Tatuaggi per capire il tasso alcolemico

Prevenzione - I dati vengono trasmesso via wireless a un pc portatile o allo smartphone e consentono di decidere se mettersi alla guida

Sarà una sorta di ’’tatuaggio’’ temporaneo a dirci se abbiamo alzato troppo il gomito e se è il caso di non mettersi alla guida: messo a punto dalla University of California di San Diego un sensore flessibile indossabile può misurare il livello di alcol nel sangue attraverso l’analisi del sudore. I dati vengono trasmessi via wireless a un pc portatile o allo smartphone. Potrà essere utilizzato anche da medici e agenti di polizia per il controllo in tempo reale.


Dopo il braccialetto, arriva anche il tatuaggio anti-alcool.
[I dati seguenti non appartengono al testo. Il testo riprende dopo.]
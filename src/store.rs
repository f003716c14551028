//! Roster and team split persistence
//!
//! Both values are stored as JSON strings under two fixed keys. A missing or
//! corrupt roster is replaced with the default one on load, so after
//! [`RosterStore::load_roster`] the roster key always holds a valid roster.
//! A missing split is simply absent.

use serde::Serialize;
use serde::de::DeserializeOwned;

use crate::consts::{ROSTER_KEY, ROSTER_SIZE, SPLIT_KEY};
use crate::player::{RawPlayer, Roster, default_roster};
use crate::splitter::TeamSplit;
use crate::storage::KeyValueStorage;

/// Storage keys and fallback data
#[derive(Debug, Clone, PartialEq, Eq)]
pub struct StoreConfig {
    pub roster_key: String,
    pub split_key: String,
    pub default_roster: Roster,
}

impl Default for StoreConfig {
    fn default() -> Self {
        Self {
            roster_key: ROSTER_KEY.to_string(),
            split_key: SPLIT_KEY.to_string(),
            default_roster: default_roster(),
        }
    }
}

/// Stored split, players still raw
#[derive(serde::Deserialize)]
struct RawTeamSplit {
    dark: Vec<RawPlayer>,
    light: Vec<RawPlayer>,
}

pub struct RosterStore<S: KeyValueStorage> {
    storage: S,
    config: StoreConfig,
}

impl<S: KeyValueStorage> RosterStore<S> {
    pub fn new(storage: S, config: StoreConfig) -> Self {
        Self { storage, config }
    }

    pub fn with_defaults(storage: S) -> Self {
        Self::new(storage, StoreConfig::default())
    }

    pub fn config(&self) -> &StoreConfig {
        &self.config
    }

    pub fn storage(&self) -> &S {
        &self.storage
    }

    /// Read and parse a key; missing, unreadable, or malformed data is `None`
    fn read<T: DeserializeOwned>(&self, key: &str) -> Option<T> {
        let json = match self.storage.get_item(key) {
            Ok(Some(json)) => json,
            Ok(None) => return None,
            Err(e) => {
                log::warn!("Failed to read '{}': {}", key, e);
                return None;
            }
        };
        match serde_json::from_str(&json) {
            Ok(value) => Some(value),
            Err(e) => {
                log::warn!("Ignoring malformed data under '{}': {}", key, e);
                None
            }
        }
    }

    fn write<T: Serialize>(&mut self, key: &str, value: &T) {
        match serde_json::to_string(value) {
            Ok(json) => {
                if let Err(e) = self.storage.set_item(key, &json) {
                    log::warn!("Failed to save '{}': {}", key, e);
                }
            }
            Err(e) => log::warn!("Failed to serialize '{}': {}", key, e),
        }
    }

    /// Load the saved roster, falling back to (and saving) the default
    pub fn load_roster(&mut self) -> Roster {
        let stored = self
            .read::<Vec<RawPlayer>>(&self.config.roster_key)
            .filter(|rows| rows.len() == ROSTER_SIZE);

        if let Some(rows) = stored {
            log::info!("Loaded roster from storage");
            return Roster::from_raw(&rows);
        }

        log::info!("No saved roster, using defaults");
        let roster = self.config.default_roster.clone();
        self.save_roster(&roster);
        roster
    }

    pub fn save_roster(&mut self, roster: &Roster) {
        let key = self.config.roster_key.clone();
        self.write(&key, roster);
        log::debug!("Roster saved ({} players)", roster.len());
    }

    /// Load the last generated split, if one was saved
    pub fn load_team_split(&self) -> Option<TeamSplit> {
        let raw = self.read::<RawTeamSplit>(&self.config.split_key)?;
        if raw.dark.len() + raw.light.len() != ROSTER_SIZE {
            log::warn!(
                "Ignoring saved split with {} players",
                raw.dark.len() + raw.light.len()
            );
            return None;
        }
        log::info!("Loaded team split from storage");
        Some(TeamSplit {
            dark: Roster::from_raw(&raw.dark).players().to_vec(),
            light: Roster::from_raw(&raw.light).players().to_vec(),
        })
    }

    pub fn save_team_split(&mut self, teams: &TeamSplit) {
        let key = self.config.split_key.clone();
        self.write(&key, teams);
        log::info!("Team split saved");
    }

    /// Remove both saved roster and saved split
    pub fn clear(&mut self) {
        for key in [&self.config.roster_key, &self.config.split_key] {
            if let Err(e) = self.storage.remove_item(key) {
                log::warn!("Failed to remove '{}': {}", key, e);
            }
        }
        log::info!("Saved data cleared");
    }
}

#[cfg(test)]
mod tests {
    use super::*;
    use crate::player::Player;
    use crate::splitter::split;
    use crate::storage::{MemoryStorage, StorageError};

    fn store() -> RosterStore<MemoryStorage> {
        RosterStore::with_defaults(MemoryStorage::new())
    }

    fn custom_roster() -> Roster {
        Roster::new(
            (1..=10)
                .map(|i| Player::new(format!("Amigo {}", i), 50 + i, "MC"))
                .collect(),
        )
    }

    #[test]
    fn test_empty_storage_loads_and_saves_defaults() {
        let mut store = store();
        let roster = store.load_roster();
        assert_eq!(roster, default_roster());
        assert!(store.storage().contains_key(ROSTER_KEY));

        // Self-healed: second load reads the stored copy
        assert_eq!(store.load_roster(), default_roster());
    }

    #[test]
    fn test_roster_round_trip() {
        let mut store = store();
        let roster = custom_roster();
        store.save_roster(&roster);
        assert_eq!(store.load_roster(), roster);
    }

    #[test]
    fn test_malformed_roster_falls_back() {
        let mut storage = MemoryStorage::new();
        storage.set_item(ROSTER_KEY, "{not json").unwrap();
        let mut store = RosterStore::with_defaults(storage);

        assert_eq!(store.load_roster(), default_roster());
        let saved = store.storage().get_item(ROSTER_KEY).unwrap().unwrap();
        assert_eq!(saved, serde_json::to_string(&default_roster()).unwrap());
    }

    #[test]
    fn test_wrong_length_roster_falls_back() {
        let mut store = store();
        let short = Roster::new(custom_roster().players()[..9].to_vec());
        store.save_roster(&short);
        assert_eq!(store.load_roster(), default_roster());
    }

    #[test]
    fn test_loaded_roster_is_normalized() {
        let mut rows: Vec<serde_json::Value> = (0..10)
            .map(|i| serde_json::json!({"name": format!("N{}", i), "rating": 70, "pos": "MC"}))
            .collect();
        rows[2] = serde_json::json!({"name": "  ", "rating": "abc"});
        rows[5] = serde_json::json!({"name": "Big", "rating": 250, "pos": "DEL"});

        let mut storage = MemoryStorage::new();
        storage
            .set_item(ROSTER_KEY, &serde_json::to_string(&rows).unwrap())
            .unwrap();
        let mut store = RosterStore::with_defaults(storage);

        let roster = store.load_roster();
        assert_eq!(roster.players()[2], Player::new("Jugador 3", 1, "-"));
        assert_eq!(roster.players()[5], Player::new("Big", 100, "DEL"));
    }

    #[test]
    fn test_team_split_absent_until_saved() {
        let mut store = store();
        assert_eq!(store.load_team_split(), None);

        let teams = split(&default_roster()).unwrap();
        store.save_team_split(&teams);
        assert_eq!(store.load_team_split(), Some(teams));
    }

    #[test]
    fn test_team_split_overwritten() {
        let mut store = store();
        store.save_team_split(&split(&default_roster()).unwrap());
        let second = split(&custom_roster()).unwrap();
        store.save_team_split(&second);
        assert_eq!(store.load_team_split(), Some(second));
    }

    #[test]
    fn test_malformed_team_split_is_absent() {
        let mut storage = MemoryStorage::new();
        storage.set_item(SPLIT_KEY, "[1,2,3]").unwrap();
        let store = RosterStore::with_defaults(storage);
        assert_eq!(store.load_team_split(), None);
        // Absence is not healed
        assert!(store.storage().contains_key(SPLIT_KEY));
    }

    #[test]
    fn test_incomplete_team_split_is_absent() {
        let mut storage = MemoryStorage::new();
        storage
            .set_item(SPLIT_KEY, r#"{"dark":[{"name":"A","rating":5,"pos":"MC"}],"light":[]}"#)
            .unwrap();
        let store = RosterStore::with_defaults(storage);
        assert_eq!(store.load_team_split(), None);
    }

    #[test]
    fn test_clear_removes_both_keys() {
        let mut store = store();
        store.save_roster(&custom_roster());
        store.save_team_split(&split(&custom_roster()).unwrap());

        store.clear();
        assert!(store.storage().is_empty());
        assert_eq!(store.load_team_split(), None);
        assert_eq!(store.load_roster(), default_roster());
    }

    #[test]
    fn test_custom_keys() {
        let config = StoreConfig {
            roster_key: "r".to_string(),
            split_key: "s".to_string(),
            default_roster: custom_roster(),
        };
        let mut store = RosterStore::new(MemoryStorage::new(), config);
        assert_eq!(store.load_roster(), custom_roster());
        assert!(store.storage().contains_key("r"));
        assert!(!store.storage().contains_key(ROSTER_KEY));
    }

    /// Backend whose reads and writes always fail
    struct BrokenStorage;

    impl KeyValueStorage for BrokenStorage {
        fn get_item(&self, _key: &str) -> Result<Option<String>, StorageError> {
            Err(StorageError::Unavailable)
        }
        fn set_item(&mut self, _key: &str, _value: &str) -> Result<(), StorageError> {
            Err(StorageError::Backend("quota exceeded".to_string()))
        }
        fn remove_item(&mut self, _key: &str) -> Result<(), StorageError> {
            Err(StorageError::Unavailable)
        }
    }

    #[test]
    fn test_broken_storage_degrades_to_defaults() {
        let mut store = RosterStore::with_defaults(BrokenStorage);
        assert_eq!(store.load_roster(), default_roster());
        assert_eq!(store.load_team_split(), None);
        store.clear();
    }
}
Già due studentesse americane Divya Seshadri e Meghan D. O’Neill avevano messo a punto un alcoltest indossabile, Safe stamp, un «microchip piatto che, incollato sulla pelle come un tatuaggio, rilascia una piccola corrente elettromagnetica che attrae ioni dal sudore. La condensazione del sudore sul chip permette di misurare il contenuto di alcool», come spiega lo stesso Seshadri.
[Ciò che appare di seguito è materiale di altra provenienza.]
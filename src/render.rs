//! HTML fragments for the roster table and the team view
//!
//! Pure string rendering so the markup can be tested natively; the web front
//! end only swaps these into the page.

use html_escape::{encode_double_quoted_attribute, encode_text};

use crate::player::{Player, PlayerField, Roster};
use crate::splitter::{Team, TeamSplit};

pub const NO_TEAMS_TEXT: &str = "No hay equipos generados.";
pub const WRONG_SIZE_TEXT: &str = "Tienen que ser exactamente 10 jugadores.";

impl Team {
    /// Heading shown above the team column
    pub fn title(&self) -> &'static str {
        match self {
            Team::Dark => "Camiseta Oscura",
            Team::Light => "Camiseta Clara",
        }
    }
}

fn input(index: usize, field: PlayerField, value: &str) -> String {
    let (kind, extra, label) = match field {
        PlayerField::Name => ("text", "", "Nombre jugador"),
        PlayerField::Rating => ("number", " min=\"1\" max=\"100\"", "Puntaje jugador"),
        PlayerField::Pos => ("text", "", "Posición jugador"),
    };
    format!(
        "<input type=\"{}\"{} value=\"{}\" data-idx=\"{}\" data-field=\"{}\" aria-label=\"{} {}\">",
        kind,
        extra,
        encode_double_quoted_attribute(value),
        index,
        field.as_ref(),
        label,
        index + 1
    )
}

/// Table body rows, one per player, with editable inputs
pub fn roster_rows(roster: &Roster) -> String {
    roster
        .players()
        .iter()
        .enumerate()
        .map(|(i, p)| {
            format!(
                "<tr><td>{}</td><td>{}</td><td>{}</td><td>{}</td></tr>",
                i + 1,
                input(i, PlayerField::Name, &p.name),
                input(i, PlayerField::Rating, &p.rating.to_string()),
                input(i, PlayerField::Pos, &p.pos)
            )
        })
        .collect()
}

pub fn roster_heading(roster: &Roster) -> String {
    format!("Jugadores ({})", roster.len())
}

fn player_card(player: &Player) -> String {
    format!(
        "<div class=\"card\"><span>{} ({})</span><strong>{}</strong></div>",
        encode_text(&player.name),
        encode_text(&player.pos),
        player.rating
    )
}

fn team_column(teams: &TeamSplit, team: Team) -> String {
    let cards: String = teams.team(team).iter().map(player_card).collect();
    format!(
        "<div class=\"team {}\"><h3>{}</h3>{}</div>",
        team.as_ref(),
        team.title(),
        cards
    )
}

/// Both team columns, or a placeholder when nothing was generated yet
pub fn teams_view(teams: Option<&TeamSplit>) -> String {
    match teams {
        Some(teams) => format!(
            "<div class=\"teams\">{}{}</div>",
            team_column(teams, Team::Dark),
            team_column(teams, Team::Light)
        ),
        None => format!("<p>{}</p>", NO_TEAMS_TEXT),
    }
}
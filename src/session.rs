//! Editing session
//!
//! Owns the store plus the live roster and split, and implements the user
//! actions independent of any DOM. The web front end forwards events here and
//! re-renders from [`Session::roster`] / [`Session::team_split`].

use crate::player::{RawPlayer, Roster};
use crate::splitter::{SplitError, TeamSplit, split};
use crate::storage::KeyValueStorage;
use crate::store::RosterStore;

pub struct Session<S: KeyValueStorage> {
    store: RosterStore<S>,
    roster: Roster,
    teams: Option<TeamSplit>,
}

impl<S: KeyValueStorage> Session<S> {
    /// Restore the saved roster (or defaults) and the last split
    pub fn start(mut store: RosterStore<S>) -> Self {
        let roster = store.load_roster();
        let teams = store.load_team_split();
        Self {
            store,
            roster,
            teams,
        }
    }

    pub fn roster(&self) -> &Roster {
        &self.roster
    }

    pub fn team_split(&self) -> Option<&TeamSplit> {
        self.teams.as_ref()
    }

    pub fn store(&self) -> &RosterStore<S> {
        &self.store
    }

    /// Replace the roster with the edited table contents and save it
    ///
    /// The current split is left as is, even if it is now stale.
    pub fn sync_roster(&mut self, rows: &[RawPlayer]) {
        self.roster = Roster::from_raw(rows);
        self.store.save_roster(&self.roster);
    }

    /// Split the table contents into teams and save both roster and split
    ///
    /// With the wrong number of players nothing changes, in memory or in
    /// storage.
    pub fn generate(&mut self, rows: &[RawPlayer]) -> Result<&TeamSplit, SplitError> {
        let roster = Roster::from_raw(rows);
        let teams = split(&roster)?;

        self.store.save_team_split(&teams);
        self.store.save_roster(&roster);
        self.roster = roster;
        log::info!("Generated teams (rating gap {})", teams.rating_gap());
        Ok(&*self.teams.insert(teams))
    }

    /// Forget all saved data and show the default roster again
    ///
    /// Defaults are not written back here; the next start heals storage.
    pub fn clear(&mut self) {
        self.store.clear();
        self.roster = self.store.config().default_roster.clone();
        self.teams = None;
    }
}

#[cfg(test)]
mod tests {
    use super::*;
    use crate::consts::{ROSTER_KEY, SPLIT_KEY};
    use crate::player::{Player, default_roster};
    use crate::storage::MemoryStorage;

    fn rows(roster: &Roster) -> Vec<RawPlayer> {
        roster.players().iter().cloned().map(RawPlayer::from).collect()
    }

    fn session() -> Session<MemoryStorage> {
        Session::start(RosterStore::with_defaults(MemoryStorage::new()))
    }

    #[test]
    fn test_fresh_start() {
        let session = session();
        assert_eq!(session.roster(), &default_roster());
        assert!(session.team_split().is_none());
        assert!(session.store().storage().contains_key(ROSTER_KEY));
        assert!(!session.store().storage().contains_key(SPLIT_KEY));
    }

    #[test]
    fn test_edit_persists_and_keeps_stale_split() {
        let mut session = session();
        let before = session.generate(&rows(&default_roster())).unwrap().clone();

        let mut edited = rows(&default_roster());
        edited[0] = RawPlayer::from_fields("Leo", "", " ");
        session.sync_roster(&edited);

        assert_eq!(session.roster().players()[0], Player::new("Leo", 1, "-"));
        assert_eq!(session.team_split(), Some(&before));

        // Survives a restart
        let storage = session.store().storage().clone();
        let restarted = Session::start(RosterStore::with_defaults(storage));
        assert_eq!(restarted.roster().players()[0].name, "Leo");
        assert_eq!(restarted.team_split(), Some(&before));
    }

    #[test]
    fn test_generate_saves_split_and_roster() {
        let mut session = session();
        let mut edited = rows(&default_roster());
        edited[9] = RawPlayer::from_fields("Valverde", "99", "MC");

        let teams = session.generate(&edited).unwrap().clone();
        assert_eq!(teams.dark[0].name, "Valverde");
        assert_eq!(session.roster().players()[9].rating, 99);

        let storage = session.store().storage().clone();
        let restarted = Session::start(RosterStore::with_defaults(storage));
        assert_eq!(restarted.team_split(), Some(&teams));
        assert_eq!(restarted.roster(), session.roster());
    }

    #[test]
    fn test_generate_with_nine_players_changes_nothing() {
        let mut session = session();
        let all = rows(&default_roster());

        let err = session.generate(&all[..9]).unwrap_err();
        assert_eq!(
            err,
            SplitError::WrongRosterSize {
                expected: 10,
                actual: 9
            }
        );
        assert!(session.team_split().is_none());
        assert_eq!(session.roster(), &default_roster());
        assert!(!session.store().storage().contains_key(SPLIT_KEY));
    }

    #[test]
    fn test_regenerate_replaces_split() {
        let mut session = session();
        session.generate(&rows(&default_roster())).unwrap();

        let mut edited = rows(&default_roster());
        edited[1] = RawPlayer::from_fields("Cristiano", "10", "DEL");
        let second = session.generate(&edited).unwrap().clone();

        assert_eq!(session.team_split(), Some(&second));
        assert_eq!(session.store().load_team_split(), Some(second));
    }

    #[test]
    fn test_clear_resets_everything() {
        let mut session = session();
        let mut edited = rows(&default_roster());
        edited[3] = RawPlayer::from_fields("Kylian", "92", "DEL");
        session.generate(&edited).unwrap();

        session.clear();
        assert_eq!(session.roster(), &default_roster());
        assert!(session.team_split().is_none());
        assert!(session.store().storage().is_empty());

        let storage = session.store().storage().clone();
        let restarted = Session::start(RosterStore::with_defaults(storage));
        assert_eq!(restarted.roster(), &default_roster());
        assert!(restarted.team_split().is_none());
    }
}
La vera differenza è che questo “tatuaggio” non fornisce una misurazione esatta del tasso alcolemico nel sangue di chi lo indossa: se a fine serata è rimasto di colore giallo significa che non si è esagerato con drink e shottini. Composto da due parti, un adesivo (removibile) che si attacca sulla pelle e un circuito flessibile che magneticamente fa presa sul “tatuaggio”, realizzato con elettrodi di argento e cloruro di argento, è collegato ad una carica che rilascia un farmaco sulla pelle capace di provoca sudore. Si parla di tatuaggio, ma in realtà la soluzione assomiglia più alle etichette elettroniche anti taccheggio applicate a prodotti come CD e libri. I sensori analizzano la concentrazione di alcol e i risultati vengono inviati, tramite Bluetooth, ad un dispositivo mobile (tipicamente uno smartphone, ma non solo). Il tutto in un tempo stimato di circa quindici minuti.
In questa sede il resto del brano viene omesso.